Die Vorstandsvorsitzenden von Repsol und Naturgy haben ihre Stimme gegen Brüssel erhoben und beklagt, dass die europäische Klimapolitik eine Belastung für die Wettbewerbsfähigkeit sei. Sie zeigen auf China als den großen unkontrollierten Verschmutzer, während wir uns hier selbst die Hände binden. Es ist jedoch gut, sich daran zu erinnern, dass während sie vor der Deindustrialisierung warnen, die Stromrechnung unaufhörlich gestiegen ist und ihre Gewinne in die Höhe schießen. Eine Haltung, die aus der Perspektive betrachtet eher nach Verteidigung ihrer Margen klingt als nach Sorge um den Verbraucher.
Das technologische Dilemma zwischen Dekarbonisierung und Unternehmensmargen 🔥
Die technische Debatte dreht sich um die Energiewende. Während Europa Investitionen in erneuerbare Energien und Emissionsreduktionen fordert, verteidigen die großen Ölkonzerne die Beibehaltung von Gas als Übergangsbrennstoff. Das Problem ist, dass dieses Modell ohne strenge Regulierung es den Unternehmen erlaubt, Preise in marginalistischen Märkten festzulegen, die den Strom verteuern. Solar- und Windenergie sind in der Produktion bereits billiger, aber das Preisbildungssystem führt dazu, dass wir die Kosten für Gas zahlen, nicht die für Erneuerbare. Darin liegt der technische Kern der Unzufriedenheit.
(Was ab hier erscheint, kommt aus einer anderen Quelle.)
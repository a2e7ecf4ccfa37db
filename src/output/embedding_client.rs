//! HTTP client for the text embedding service.

use std::time::Duration;

use anyhow::{Context, Result};
use async_trait::async_trait;
use reqwest::{Client, StatusCode};
use serde::{Deserialize, Serialize};
use thiserror::Error;
use tracing::{debug, info};

use crate::types::SeederConfig;

/// Failure of a single embedding call.
#[derive(Debug, Error)]
pub enum EmbeddingError {
    #[error("request to embedding service failed: {0}")]
    Request(#[from] reqwest::Error),

    #[error("embedding service returned {status}: {body}")]
    Status { status: StatusCode, body: String },

    #[error("malformed embedding response: {0}")]
    MalformedResponse(#[from] serde_json::Error),

    #[error("embedding response contained no predictions")]
    EmptyResponse,

    #[error("expected an embedding of dimension {expected}, got {actual}")]
    DimensionMismatch { expected: usize, actual: usize },
}

/// A text-to-vector embedding service.
#[async_trait]
pub trait EmbeddingService: Send + Sync {
    /// Identifier of the model producing the vectors.
    fn model(&self) -> &str;

    /// Embed one text.
    async fn embed(&self, text: &str) -> Result<Vec<f32>, EmbeddingError>;
}

/// Client for the Vertex AI text embedding `predict` endpoint.
pub struct VertexEmbeddingClient {
    client: Client,
    predict_url: String,
    model: String,
    dimension: usize,
    access_token: Option<String>,
}

#[derive(Debug, Serialize)]
struct PredictRequest<'a> {
    instances: [PredictInstance<'a>; 1],
    parameters: PredictParameters,
}

#[derive(Debug, Serialize)]
struct PredictInstance<'a> {
    content: &'a str,
}

#[derive(Debug, Serialize)]
#[serde(rename_all = "camelCase")]
struct PredictParameters {
    output_dimensionality: usize,
}

#[derive(Debug, Deserialize)]
struct PredictResponse {
    #[serde(default)]
    predictions: Vec<Prediction>,
}

#[derive(Debug, Deserialize)]
struct Prediction {
    embeddings: PredictionEmbeddings,
}

#[derive(Debug, Deserialize)]
struct PredictionEmbeddings {
    values: Vec<f32>,
}

impl VertexEmbeddingClient {
    /// Create a client posting to `predict_url`.
    pub fn new(
        predict_url: &str,
        model: &str,
        dimension: usize,
        access_token: Option<String>,
        timeout: Duration,
    ) -> Result<Self> {
        let client = Client::builder()
            .timeout(timeout)
            .build()
            .context("Failed to create HTTP client")?;

        Ok(Self {
            client,
            predict_url: predict_url.to_string(),
            model: model.to_string(),
            dimension,
            access_token,
        })
    }

    /// Create a client from the seeder configuration.
    ///
    /// Fails when no project is configured, or when no access token can
    /// be found for the public endpoint.
    pub fn from_config(config: &SeederConfig) -> Result<Self> {
        let project = config
            .project_id
            .as_deref()
            .context("GOOGLE_CLOUD_PROJECT is not set")?;

        let base = config
            .endpoint_override
            .clone()
            .unwrap_or_else(|| format!("https://{}-aiplatform.googleapis.com", config.location));
        let predict_url = predict_url(&base, project, &config.location, &config.embedding_model);

        let access_token = match (&config.access_token, &config.endpoint_override) {
            (Some(token), _) => Some(token.clone()),
            (None, Some(_)) => None,
            (None, None) => Some(gcloud_access_token()?),
        };

        info!(
            model = %config.embedding_model,
            location = %config.location,
            dimension = config.embedding_dimension,
            "Initialized embedding client"
        );

        Self::new(
            &predict_url,
            &config.embedding_model,
            config.embedding_dimension,
            access_token,
            config.request_timeout(),
        )
    }

    /// Dimension requested from the model.
    pub fn dimension(&self) -> usize {
        self.dimension
    }

    fn parse_response(&self, body: &str) -> Result<Vec<f32>, EmbeddingError> {
        let response: PredictResponse = serde_json::from_str(body)?;
        let values = response
            .predictions
            .into_iter()
            .next()
            .map(|p| p.embeddings.values)
            .ok_or(EmbeddingError::EmptyResponse)?;

        if values.len() != self.dimension {
            return Err(EmbeddingError::DimensionMismatch {
                expected: self.dimension,
                actual: values.len(),
            });
        }

        Ok(values)
    }
}

#[async_trait]
impl EmbeddingService for VertexEmbeddingClient {
    fn model(&self) -> &str {
        &self.model
    }

    async fn embed(&self, text: &str) -> Result<Vec<f32>, EmbeddingError> {
        let request = PredictRequest {
            instances: [PredictInstance { content: text }],
            parameters: PredictParameters {
                output_dimensionality: self.dimension,
            },
        };

        debug!(url = %self.predict_url, chars = text.len(), "Requesting embedding");

        let mut builder = self.client.post(&self.predict_url).json(&request);
        if let Some(token) = &self.access_token {
            builder = builder.bearer_auth(token);
        }

        let response = builder.send().await?;
        let status = response.status();
        let body = response.text().await?;

        if !status.is_success() {
            return Err(EmbeddingError::Status { status, body });
        }

        self.parse_response(&body)
    }
}

/// Build the `predict` URL for a publisher model.
pub fn predict_url(base: &str, project: &str, location: &str, model: &str) -> String {
    format!(
        "{}/v1/projects/{}/locations/{}/publishers/google/models/{}:predict",
        base.trim_end_matches('/'),
        project,
        location,
        model
    )
}

/// Ask the gcloud CLI for an access token.
fn gcloud_access_token() -> Result<String> {
    let output = std::process::Command::new("gcloud")
        .args(["auth", "print-access-token"])
        .output()
        .context("GOOGLE_ACCESS_TOKEN is not set and gcloud could not be run")?;

    if !output.status.success() {
        anyhow::bail!(
            "gcloud auth print-access-token failed: {}",
            String::from_utf8_lossy(&output.stderr).trim()
        );
    }

    let token = String::from_utf8(output.stdout)
        .context("gcloud returned a non-UTF-8 token")?
        .trim()
        .to_string();
    if token.is_empty() {
        anyhow::bail!("gcloud returned an empty access token");
    }
    Ok(token)
}

#[cfg(test)]
mod tests {
    use super::*;
    use tokio::io::{AsyncReadExt, AsyncWriteExt};
    use tokio::net::TcpListener;
    use tokio::task::JoinHandle;

    /// Answer one HTTP request with `status` and `body`, returning the raw request.
    async fn serve_once(status: &'static str, body: String) -> (String, JoinHandle<String>) {
        let listener = TcpListener::bind("127.0.0.1:0").await.unwrap();
        let addr = listener.local_addr().unwrap();

        let handle = tokio::spawn(async move {
            let (mut socket, _) = listener.accept().await.unwrap();
            let mut buf = Vec::new();
            let mut chunk = [0u8; 4096];
            loop {
                let n = socket.read(&mut chunk).await.unwrap();
                if n == 0 {
                    break;
                }
                buf.extend_from_slice(&chunk[..n]);
                let text = String::from_utf8_lossy(&buf);
                if let Some(header_end) = text.find("\r\n\r\n") {
                    let content_length = text[..header_end]
                        .lines()
                        .find_map(|line| {
                            let (name, value) = line.split_once(':')?;
                            name.eq_ignore_ascii_case("content-length")
                                .then(|| value.trim().parse::<usize>().ok())
                                .flatten()
                        })
                        .unwrap_or(0);
                    if buf.len() >= header_end + 4 + content_length {
                        break;
                    }
                }
            }

            let response = format!(
                "HTTP/1.1 {}\r\nContent-Type: application/json\r\nContent-Length: {}\r\nConnection: close\r\n\r\n{}",
                status,
                body.len(),
                body
            );
            socket.write_all(response.as_bytes()).await.unwrap();
            socket.shutdown().await.unwrap();
            String::from_utf8_lossy(&buf).into_owned()
        });

        (format!("http://{}", addr), handle)
    }

    fn client(base: &str, dimension: usize, token: Option<&str>) -> VertexEmbeddingClient {
        VertexEmbeddingClient::new(
            &predict_url(base, "agora-dev", "us-central1", "text-embedding-004"),
            "text-embedding-004",
            dimension,
            token.map(String::from),
            Duration::from_secs(5),
        )
        .unwrap()
    }

    #[test]
    fn test_predict_url() {
        assert_eq!(
            predict_url("https://us-central1-aiplatform.googleapis.com/", "p", "us-central1", "m"),
            "https://us-central1-aiplatform.googleapis.com/v1/projects/p/locations/us-central1/publishers/google/models/m:predict"
        );
    }

    #[test]
    fn test_from_config_requires_project() {
        let config = SeederConfig::default();
        assert!(VertexEmbeddingClient::from_config(&config).is_err());
    }

    #[test]
    fn test_from_config_with_override() {
        let config = SeederConfig {
            project_id: Some("agora-dev".to_string()),
            endpoint_override: Some("http://127.0.0.1:9".to_string()),
            embedding_dimension: 16,
            ..Default::default()
        };
        let client = VertexEmbeddingClient::from_config(&config).unwrap();
        assert_eq!(client.model(), "text-embedding-004");
        assert_eq!(client.dimension(), 16);
        assert!(client.predict_url.starts_with("http://127.0.0.1:9/v1/projects/agora-dev/"));
        assert!(client.access_token.is_none());
    }

    #[test]
    fn test_parse_response() {
        let client = client("http://localhost", 3, None);

        let ok = r#"{"predictions":[{"embeddings":{"values":[0.1,0.2,0.3],"statistics":{"token_count":2}}}]}"#;
        assert_eq!(client.parse_response(ok).unwrap(), vec![0.1, 0.2, 0.3]);

        assert!(matches!(
            client.parse_response(r#"{"predictions":[]}"#),
            Err(EmbeddingError::EmptyResponse)
        ));
        assert!(matches!(
            client.parse_response(r#"{"predictions":[{"embeddings":{"values":[1.0]}}]}"#),
            Err(EmbeddingError::DimensionMismatch { expected: 3, actual: 1 })
        ));
        assert!(matches!(
            client.parse_response("not json"),
            Err(EmbeddingError::MalformedResponse(_))
        ));
    }

    #[tokio::test]
    async fn test_embed_round_trip() {
        let body = r#"{"predictions":[{"embeddings":{"values":[1.0,2.0,3.0]}}]}"#.to_string();
        let (base, server) = serve_once("200 OK", body).await;

        let client = client(&base, 3, Some("secret-token"));
        let vector = client.embed("Hello").await.unwrap();
        assert_eq!(vector, vec![1.0, 2.0, 3.0]);

        let request = server.await.unwrap();
        assert!(request.starts_with(
            "POST /v1/projects/agora-dev/locations/us-central1/publishers/google/models/text-embedding-004:predict"
        ));
        assert!(request.to_lowercase().contains("authorization: bearer secret-token"));
        assert!(request.contains(r#""instances":[{"content":"Hello"}]"#));
        assert!(request.contains(r#""outputDimensionality":3"#));
    }

    #[tokio::test]
    async fn test_embed_error_status() {
        let body = r#"{"error":{"code":429,"message":"Quota exceeded"}}"#.to_string();
        let (base, server) = serve_once("429 Too Many Requests", body).await;

        let err = client(&base, 3, None).embed("Hello").await.unwrap_err();
        match err {
            EmbeddingError::Status { status, body } => {
                assert_eq!(status, StatusCode::TOO_MANY_REQUESTS);
                assert!(body.contains("Quota exceeded"));
            }
            other => panic!("unexpected error: {other}"),
        }
        server.await.unwrap();
    }

    #[tokio::test]
    async fn test_embed_connection_refused() {
        let listener = TcpListener::bind("127.0.0.1:0").await.unwrap();
        let base = format!("http://{}", listener.local_addr().unwrap());
        drop(listener);

        let err = client(&base, 3, None).embed("Hello").await.unwrap_err();
        assert!(matches!(err, EmbeddingError::Request(_)));
    }
}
Sich über China beschweren, während man sich die Taschen füllt, ein Klassiker 💰
Mit anderen Worten, die Manager der Energieunternehmen sind sehr besorgt über die chinesische Umweltverschmutzung. So sehr, dass ihre Unternehmen Rekordumsätze erzielen, während sie die Situation anprangern. Es ist, als würde sich ein Kellner darüber beschweren, dass der Kunde am Nebentisch zu viele Portionen bestellt, während er dir die teuerste Rechnung der Speisekarte serviert. Klar, sie sorgen sich um die Deindustrialisierung, aber nur, wenn sie die Produktion nicht nach Marokko verlagern können. Lass dir keinen Bären aufbinden: Sie wollen ein Europa, in dem sie die Regeln bestimmen und die Bürger das Benzin bezahlen.